- _Problem details_: Go through the data and copy each line where the string "ImageElement" appears.

- _The data_:

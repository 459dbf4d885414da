//! Editor elements placed on individual pages

use std::collections::BTreeMap;
use std::sync::Arc;

use base64::engine::general_purpose::STANDARD;
use base64::Engine as _;
use serde::Deserialize;
use tracing::info;

use crate::color::Rgb;
use crate::error::{Error, Result};
use crate::pages::RangeError;
use crate::pdf::document::{self, page_geometry, page_ids};
use crate::pdf::fonts::{FontBook, FontWeight};
use crate::pdf::merge::apply_overlay;
use crate::pdf::overlay::{
    ImageElement, OverlayComposer, OverlayElement, Position, ShapeElement, TextElement,
};
use crate::pdf::raster::{PreparedImage, SIGNATURE_MAX_SIZE};

/// One element from the editor, as sent in the `elements` JSON array.
///
/// Coordinates are in top-left-origin pixels of the page as displayed.
#[derive(Debug, Clone, Deserialize)]
#[serde(tag = "type", rename_all = "lowercase")]
pub enum EditElement {
    Text(TextEdit),
    Signature(SignatureEdit),
    Checkbox(CheckboxEdit),
}

#[derive(Debug, Clone, Deserialize)]
#[serde(rename_all = "camelCase")]
pub struct TextEdit {
    pub page: i64,
    pub x: f32,
    pub y: f32,
    pub text: String,
    #[serde(default = "default_font_size")]
    pub font_size: f32,
    #[serde(default)]
    pub color: Rgb,
    #[serde(default)]
    pub has_background: bool,
    #[serde(default = "white")]
    pub background_color: Rgb,
    #[serde(default)]
    pub bold: bool,
}

#[derive(Debug, Clone, Deserialize)]
#[serde(rename_all = "camelCase")]
pub struct SignatureEdit {
    pub page: i64,
    pub x: f32,
    pub y: f32,
    #[serde(default = "default_signature_width")]
    pub width: f32,
    #[serde(default = "default_signature_height")]
    pub height: f32,
    /// Base64 image, optionally as a `data:` URL
    pub image_data: String,
    #[serde(default)]
    pub has_background: bool,
    #[serde(default = "white")]
    pub background_color: Rgb,
}

#[derive(Debug, Clone, Deserialize)]
#[serde(rename_all = "camelCase")]
pub struct CheckboxEdit {
    pub page: i64,
    pub x: f32,
    pub y: f32,
    #[serde(default = "default_checkbox_size")]
    pub size: f32,
    #[serde(default)]
    pub checked: bool,
    #[serde(default = "yes")]
    pub has_border: bool,
    #[serde(default)]
    pub is_transparent: bool,
    #[serde(default)]
    pub border_color: Rgb,
    #[serde(default = "white")]
    pub color: Rgb,
}

fn default_font_size() -> f32 {
    12.0
}

fn default_signature_width() -> f32 {
    100.0
}

fn default_signature_height() -> f32 {
    50.0
}

fn default_checkbox_size() -> f32 {
    18.0
}

fn white() -> Rgb {
    Rgb::WHITE
}

fn yes() -> bool {
    true
}

impl EditElement {
    /// 1-based target page
    pub fn page(&self) -> i64 {
        match self {
            EditElement::Text(e) => e.page,
            EditElement::Signature(e) => e.page,
            EditElement::Checkbox(e) => e.page,
        }
    }

    /// Reject coordinates and sizes that are infinite or NaN
    fn check_finite(&self) -> Result<()> {
        let fields = match self {
            EditElement::Text(e) => vec![("x", e.x), ("y", e.y), ("fontSize", e.font_size)],
            EditElement::Signature(e) => vec![("x", e.x), ("y", e.y), ("width", e.width), ("height", e.height)],
            EditElement::Checkbox(e) => vec![("x", e.x), ("y", e.y), ("size", e.size)],
        };
        match fields.into_iter().find(|(_, value)| !value.is_finite()) {
            Some((name, value)) => Err(Error::validation(format!(
                "Element on page {}: '{name}' must be a finite number, got {value}",
                self.page()
            ))),
            None => Ok(()),
        }
    }

    fn into_overlay(self) -> Result<OverlayElement> {
        Ok(match self {
            EditElement::Text(e) => OverlayElement::Text(TextElement {
                position: Position::TopLeft { x: e.x, y: e.y },
                text: e.text,
                weight: FontWeight::from_bold(e.bold),
                font_size: e.font_size,
                color: e.color,
                background: e.has_background.then_some(e.background_color),
                opacity: 1.0,
            }),
            EditElement::Signature(e) => {
                let bytes = decode_image_data(&e.image_data)?;
                let image = PreparedImage::decode(&bytes, 1.0, Some(SIGNATURE_MAX_SIZE))?;
                OverlayElement::Image(ImageElement {
                    position: Position::TopLeft { x: e.x, y: e.y },
                    image: Arc::new(image),
                    width: e.width,
                    height: e.height,
                    background: e.has_background.then_some(e.background_color),
                })
            }
            EditElement::Checkbox(e) => OverlayElement::Shape(ShapeElement {
                position: Position::TopLeft { x: e.x, y: e.y },
                size: e.size,
                checked: e.checked,
                has_border: e.has_border,
                border_color: e.border_color,
                transparent: e.is_transparent,
                fill_color: e.color,
                opacity: 1.0,
            }),
        })
    }
}

/// Strip an optional `data:<mime>;base64,` prefix and decode
fn decode_image_data(data: &str) -> Result<Vec<u8>> {
    let payload = match data.split_once(',') {
        Some((header, rest)) if header.starts_with("data:") => rest,
        _ => data,
    };
    STANDARD
        .decode(payload.trim())
        .map_err(|e| Error::validation(format!("Signature image is not valid base64: {e}")))
}

/// Parse the editor's JSON element list
pub fn parse_elements(json: &str) -> Result<Vec<EditElement>> {
    Ok(serde_json::from_str(json)?)
}

/// Draw editor elements onto their pages.
///
/// Elements are grouped by page and drawn in list order; pages without
/// elements pass through unchanged.
pub fn apply_edits(bytes: &[u8], elements: Vec<EditElement>, fonts: &FontBook) -> Result<Vec<u8>> {
    let mut doc = document::load(bytes)?;
    let ids = page_ids(&doc);
    let max_pages = ids.len() as u32;

    let count = elements.len();
    let mut by_page: BTreeMap<u32, Vec<OverlayElement>> = BTreeMap::new();
    for element in elements {
        element.check_finite()?;
        let page = element.page();
        if page < 1 {
            return Err(RangeError::BelowLowerBound { page, max_pages }.into());
        }
        if page > i64::from(max_pages) {
            return Err(RangeError::AboveUpperBound { page, max_pages }.into());
        }
        by_page
            .entry(page as u32)
            .or_default()
            .push(element.into_overlay()?);
    }

    let mut composer = OverlayComposer::new(fonts);
    let mut targets = Vec::with_capacity(by_page.len());
    for (&number, page_elements) in &by_page {
        let page_id = ids[number as usize - 1];
        let page = page_geometry(&doc, page_id)?.visual_size();
        composer.add_page(page, page_elements)?;
        targets.push(page_id);
    }

    apply_overlay(&mut doc, composer.finish()?, &targets)?;
    info!("applied {} elements to {} pages", count, targets.len());
    document::save(&mut doc)
}

/// [`parse_elements`] followed by [`apply_edits`]
pub fn edit(bytes: &[u8], elements_json: &str, fonts: &FontBook) -> Result<Vec<u8>> {
    let elements = parse_elements(elements_json)?;
    apply_edits(bytes, elements, fonts)
}

#[cfg(test)]
mod tests {
    use super::*;
    use crate::pdf::testing::{overlay_text, page_text, sample_pdf};
    use image::{Rgba, RgbaImage};
    use lopdf::Document;

    fn reload(bytes: &[u8]) -> Document {
        let mut doc = Document::load_mem(bytes).unwrap();
        doc.decompress();
        doc
    }

    fn png_base64() -> String {
        let img = RgbaImage::from_pixel(40, 20, Rgba([0, 0, 255, 255]));
        let mut out = std::io::Cursor::new(Vec::new());
        img.write_to(&mut out, image::ImageFormat::Png).unwrap();
        format!("data:image/png;base64,{}", STANDARD.encode(out.into_inner()))
    }

    #[test]
    fn test_parse_defaults() {
        let elements = parse_elements(
            r#"[
                {"type": "text", "page": 1, "x": 10, "y": 20, "text": "Hi"},
                {"type": "checkbox", "page": 2, "x": 5, "y": 5}
            ]"#,
        )
        .unwrap();
        match &elements[0] {
            EditElement::Text(t) => {
                assert_eq!(t.font_size, 12.0);
                assert_eq!(t.color, Rgb::BLACK);
                assert!(!t.has_background);
            }
            other => panic!("unexpected {other:?}"),
        }
        match &elements[1] {
            EditElement::Checkbox(c) => {
                assert_eq!(c.size, 18.0);
                assert!(c.has_border);
                assert!(!c.checked);
            }
            other => panic!("unexpected {other:?}"),
        }
    }

    #[test]
    fn test_unknown_type_rejected() {
        let err = parse_elements(r#"[{"type": "circle", "page": 1, "x": 0, "y": 0}]"#).unwrap_err();
        assert!(matches!(err, Error::InvalidElements(_)));
    }

    #[test]
    fn test_bad_color_rejected() {
        let json = r##"[{"type": "text", "page": 1, "x": 0, "y": 0, "text": "a", "color": "#12"}]"##;
        assert!(matches!(parse_elements(json), Err(Error::InvalidElements(_))));
    }

    #[test]
    fn test_edit_targets_only_listed_pages() {
        let fonts = FontBook::standard();
        let json = r##"[
            {"type": "text", "page": 2, "x": 100, "y": 100, "text": "Approved", "hasBackground": true},
            {"type": "checkbox", "page": 2, "x": 300, "y": 100, "checked": true},
            {"type": "signature", "page": 3, "x": 50, "y": 600, "width": 120, "height": 60, "imageData": "SIG"}
        ]"##
        .replace("SIG", &png_base64());
        let out = reload(&edit(&sample_pdf(3), &json, &fonts).unwrap());

        assert!(overlay_text(&out, 1).is_empty());
        let second = overlay_text(&out, 2);
        // List order is drawing order: text first, then the filled, bordered box
        let text_at = second.find("(Approved) Tj").unwrap();
        let box_at = second.find("\nB\n").unwrap();
        assert!(text_at < box_at);
        assert!(second.contains("1 1 1 rg"));
        assert!(overlay_text(&out, 3).contains("120 0 0 60 0 0 cm /Im1 Do"));
        assert!(page_text(&out, 2).contains("(Page 2)"));
    }

    #[test]
    fn test_text_position_flips_y() {
        let fonts = FontBook::standard();
        let json = r#"[{"type": "text", "page": 1, "x": 72, "y": 100, "text": "Top", "fontSize": 10}]"#;
        let out = reload(&edit(&sample_pdf(1), json, &fonts).unwrap());
        // Box top at 792 - 100, height one font size
        assert!(overlay_text(&out, 1).contains("1 0 0 1 72 682 cm"));
    }

    #[test]
    fn test_overflowing_numbers_rejected() {
        let fonts = FontBook::standard();
        // Too large for f32, so they deserialize as infinity
        let json = r#"[{"type": "checkbox", "page": 1, "x": 10, "y": 10, "size": 1e39}]"#;
        let err = edit(&sample_pdf(1), json, &fonts).unwrap_err();
        assert!(matches!(err, Error::Validation(ref msg) if msg.contains("'size'")), "{err}");

        let json = r#"[{"type": "text", "page": 1, "x": -1e40, "y": 0, "text": "x"}]"#;
        assert!(matches!(edit(&sample_pdf(1), json, &fonts), Err(Error::Validation(_))));
    }

    #[test]
    fn test_page_out_of_range() {
        let fonts = FontBook::standard();
        let json = r#"[{"type": "text", "page": 4, "x": 0, "y": 0, "text": "x"}]"#;
        let err = edit(&sample_pdf(3), json, &fonts).unwrap_err();
        assert!(matches!(
            err,
            Error::InvalidRange(RangeError::AboveUpperBound { page: 4, max_pages: 3 })
        ));

        let json = r#"[{"type": "text", "page": 0, "x": 0, "y": 0, "text": "x"}]"#;
        assert!(matches!(edit(&sample_pdf(3), json, &fonts), Err(Error::InvalidRange(_))));
    }

    #[test]
    fn test_empty_list_leaves_document_alone() {
        let fonts = FontBook::standard();
        let out = reload(&edit(&sample_pdf(2), "[]", &fonts).unwrap());
        assert_eq!(out.get_pages().len(), 2);
        assert!(overlay_text(&out, 1).is_empty());
    }

    #[test]
    fn test_bad_signature_data() {
        let fonts = FontBook::standard();
        let json = r#"[{"type": "signature", "page": 1, "x": 0, "y": 0, "imageData": "***"}]"#;
        assert!(matches!(edit(&sample_pdf(1), json, &fonts), Err(Error::Validation(_))));
    }
}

- _Response_:
    ImageElement, OverlayComposer, OverlayElement, Position, ShapeElement, TextElement,
                OverlayElement::Image(ImageElement {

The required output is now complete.